Kebijakan tersebut merupakan tindak lanjut dari instruksi Presiden terkait penghematan energi. Bupati Fauzi telah menerbitkan Surat Edaran Nomor 19 Tahun 2026 sebagai perubahan atas Surat Edaran Nomor 17 Tahun 2026 tentang penghematan BBM, yang ditandatangani pada Kamis, 2 April 2026.
Dalam aturan terbaru itu, penghematan BBM diterapkan dua kali dalam sepekan, yakni setiap Rabu dan Jumat. Untuk hari Rabu mulai berlaku pada 8 April 2026, sedangkan Jumat mulai 10 April 2026.
“Dua hari dalam sepekan kita instruksikan para ASN tidak naik motor ke kantor, yakni hari Rabu dan Jumat,” kata Bupati Fauzi, Rabu (08/04/2026).
Pada hari Rabu, ASN yang berdomisili kurang dari 5 kilometer dari kantor diwajibkan menggunakan sepeda ontel atau kendaraan listrik yang tidak menggunakan BBM. Sementara pada hari Jumat, sebagian ASN menjalankan sistem kerja dari rumah (work from home/WFH), kecuali kepala OPD, Satpol PP, dan tenaga kesehatan yang tetap wajib masuk kantor.
Bupati Fauzi juga mendorong ASN untuk menggunakan becak sebagai alternatif transportasi, sekaligus membantu meningkatkan pendapatan para pengemudi becak.
“Kita anjurkan naik becak, biar abang becak juga mendapat tambahan penghasilan,” ujarnya.
Pada hari pertama penerapan, lingkungan Kantor Pemkab Sumenep terlihat lengang dari kendaraan bermotor. Hanya beberapa sepeda motor milik ASN yang rumahnya berada cukup jauh dari lokasi kerja yang terlihat terparkir.
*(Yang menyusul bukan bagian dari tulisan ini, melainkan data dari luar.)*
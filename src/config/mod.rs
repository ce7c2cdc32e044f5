//! Process configuration.
//!
//! The only thing credvault needs configured is the master key.  It is
//! read from the `CREDVAULT_MASTER_KEY` environment variable, falling
//! back to a `credvault.toml` file in the given directory.  A missing
//! or empty key is a hard error: there is deliberately no built-in
//! default key, because running on a well-known key would silently
//! void every confidentiality guarantee.

use std::path::Path;

use serde::Deserialize;

use crate::crypto::keys::MasterKey;
use crate::errors::{Result, VaultError};

/// Environment variable consulted before the config file.
pub const MASTER_KEY_ENV: &str = "CREDVAULT_MASTER_KEY";

/// Name of the config file we look for.
const FILE_NAME: &str = "credvault.toml";

#[derive(Deserialize)]
struct FileConfig {
    master_key: Option<String>,
}

/// Loaded configuration.
pub struct Settings {
    master_key: String,
}

impl Settings {
    /// Load settings from the environment or `<dir>/credvault.toml`.
    pub fn load(dir: &Path) -> Result<Self> {
        let from_env = std::env::var(MASTER_KEY_ENV).ok();
        Self::from_sources(dir, from_env)
    }

    fn from_sources(dir: &Path, env_key: Option<String>) -> Result<Self> {
        if let Some(key) = env_key {
            return Self::with_key(key);
        }

        let config_path = dir.join(FILE_NAME);
        if config_path.exists() {
            let contents = std::fs::read_to_string(&config_path)
                .map_err(|e| VaultError::Config(format!("{}: {e}", config_path.display())))?;
            let parsed: FileConfig = toml::from_str(&contents).map_err(|e| {
                VaultError::Config(format!("failed to parse {}: {e}", config_path.display()))
            })?;
            if let Some(key) = parsed.master_key {
                return Self::with_key(key);
            }
        }

        Err(VaultError::Config(format!(
            "no master key configured: set {MASTER_KEY_ENV} or master_key in {FILE_NAME}; \
             refusing to start without one"
        )))
    }

    fn with_key(master_key: String) -> Result<Self> {
        if master_key.is_empty() {
            return Err(VaultError::Config("master key must not be empty".into()));
        }
        Ok(Self { master_key })
    }

    /// Build the process master key from the configured material.
    pub fn master_key(&self) -> Result<MasterKey> {
        MasterKey::new(self.master_key.as_str())
    }
}

impl std::fmt::Debug for Settings {
    fn fmt(&self, f: &mut std::fmt::Formatter<'_>) -> std::fmt::Result {
        f.debug_struct("Settings")
            .field("master_key", &"<redacted>")
            .finish()
    }
}

// ── Tests ────────────────────────────────────────────────────────────

#[cfg(test)]
mod tests {
    use super::*;
    use std::fs;
    use tempfile::TempDir;

    #[test]
    fn env_key_takes_precedence() {
        let tmp = TempDir::new().unwrap();
        fs::write(tmp.path().join(FILE_NAME), "master_key = \"from-file\"\n").unwrap();

        let settings =
            Settings::from_sources(tmp.path(), Some("from-env".to_string())).unwrap();
        assert_eq!(settings.master_key, "from-env");
    }

    #[test]
    fn file_key_is_used_without_env() {
        let tmp = TempDir::new().unwrap();
        fs::write(tmp.path().join(FILE_NAME), "master_key = \"from-file\"\n").unwrap();

        let settings = Settings::from_sources(tmp.path(), None).unwrap();
        assert_eq!(settings.master_key, "from-file");
    }

    #[test]
    fn missing_key_refuses_to_start() {
        let tmp = TempDir::new().unwrap();
        let result = Settings::from_sources(tmp.path(), None);
        assert!(matches!(result, Err(VaultError::Config(_))));
    }

    #[test]
    fn empty_env_key_is_rejected() {
        let tmp = TempDir::new().unwrap();
        let result = Settings::from_sources(tmp.path(), Some(String::new()));
        assert!(matches!(result, Err(VaultError::Config(_))));
    }

    #[test]
    fn empty_file_key_is_rejected() {
        let tmp = TempDir::new().unwrap();
        fs::write(tmp.path().join(FILE_NAME), "master_key = \"\"\n").unwrap();

        let result = Settings::from_sources(tmp.path(), None);
        assert!(matches!(result, Err(VaultError::Config(_))));
    }

    #[test]
    fn invalid_toml_is_an_error() {
        let tmp = TempDir::new().unwrap();
        fs::write(tmp.path().join(FILE_NAME), "not valid {{toml").unwrap();

        let result = Settings::from_sources(tmp.path(), None);
        assert!(matches!(result, Err(VaultError::Config(_))));
    }

    #[test]
    fn debug_output_is_redacted() {
        let settings = Settings::with_key("super-secret".to_string()).unwrap();
        let printed = format!("{settings:?}");
        assert!(!printed.contains("super-secret"));
    }
}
Untuk memastikan kebijakan berjalan efektif, para kepala organisasi perangkat daerah (OPD) diminta melaporkan tingkat kepatuhan ASN di masing-masing instansi. ASN yang melanggar ketentuan akan dikenakan sanksi berupa teguran sesuai aturan yang berlaku.(Man/Emha)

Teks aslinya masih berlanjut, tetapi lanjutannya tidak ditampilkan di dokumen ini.